• **DESCRIPTION OF THE TASK**
After reading the entries below, copy word for word the lines from the first through the line containing "pub fn resolve_run_status<R>(mut", and stop there.

• **RECORD SET**
----

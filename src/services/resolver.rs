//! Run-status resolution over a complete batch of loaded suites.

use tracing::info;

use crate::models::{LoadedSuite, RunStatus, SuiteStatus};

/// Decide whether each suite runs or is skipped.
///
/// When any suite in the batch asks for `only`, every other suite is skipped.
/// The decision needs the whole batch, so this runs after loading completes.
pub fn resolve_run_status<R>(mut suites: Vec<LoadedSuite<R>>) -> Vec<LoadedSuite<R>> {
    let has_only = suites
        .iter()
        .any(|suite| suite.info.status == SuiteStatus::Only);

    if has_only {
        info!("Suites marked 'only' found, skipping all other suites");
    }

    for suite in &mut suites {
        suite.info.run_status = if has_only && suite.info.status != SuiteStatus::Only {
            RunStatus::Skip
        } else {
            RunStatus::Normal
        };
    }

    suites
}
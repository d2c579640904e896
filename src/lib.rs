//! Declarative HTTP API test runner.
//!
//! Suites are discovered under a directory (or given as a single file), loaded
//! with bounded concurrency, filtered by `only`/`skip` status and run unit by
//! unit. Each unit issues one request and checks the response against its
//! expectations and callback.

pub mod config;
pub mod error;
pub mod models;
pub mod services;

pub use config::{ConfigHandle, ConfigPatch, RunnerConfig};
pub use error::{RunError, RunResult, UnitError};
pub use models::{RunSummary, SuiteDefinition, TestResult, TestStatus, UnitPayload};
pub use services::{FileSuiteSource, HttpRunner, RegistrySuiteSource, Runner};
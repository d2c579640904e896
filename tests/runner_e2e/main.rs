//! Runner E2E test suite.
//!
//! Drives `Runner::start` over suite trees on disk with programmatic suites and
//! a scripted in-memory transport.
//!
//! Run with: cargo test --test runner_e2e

----

• **EXPECTED ANSWER**
filename src/services/resolver.rs
//! Run-status resolution over a complete batch of loaded suites.

use tracing::info;

use crate::models::{LoadedSuite, RunStatus, SuiteStatus};

/// Decide whether each suite runs or is skipped.
///
/// When any suite in the batch asks for `only`, every other suite is skipped.
/// The decision needs the whole batch, so this runs after loading completes.
pub fn resolve_run_status<R>(mut suites: Vec<LoadedSuite<R>>) -> Vec<LoadedSuite<R>> {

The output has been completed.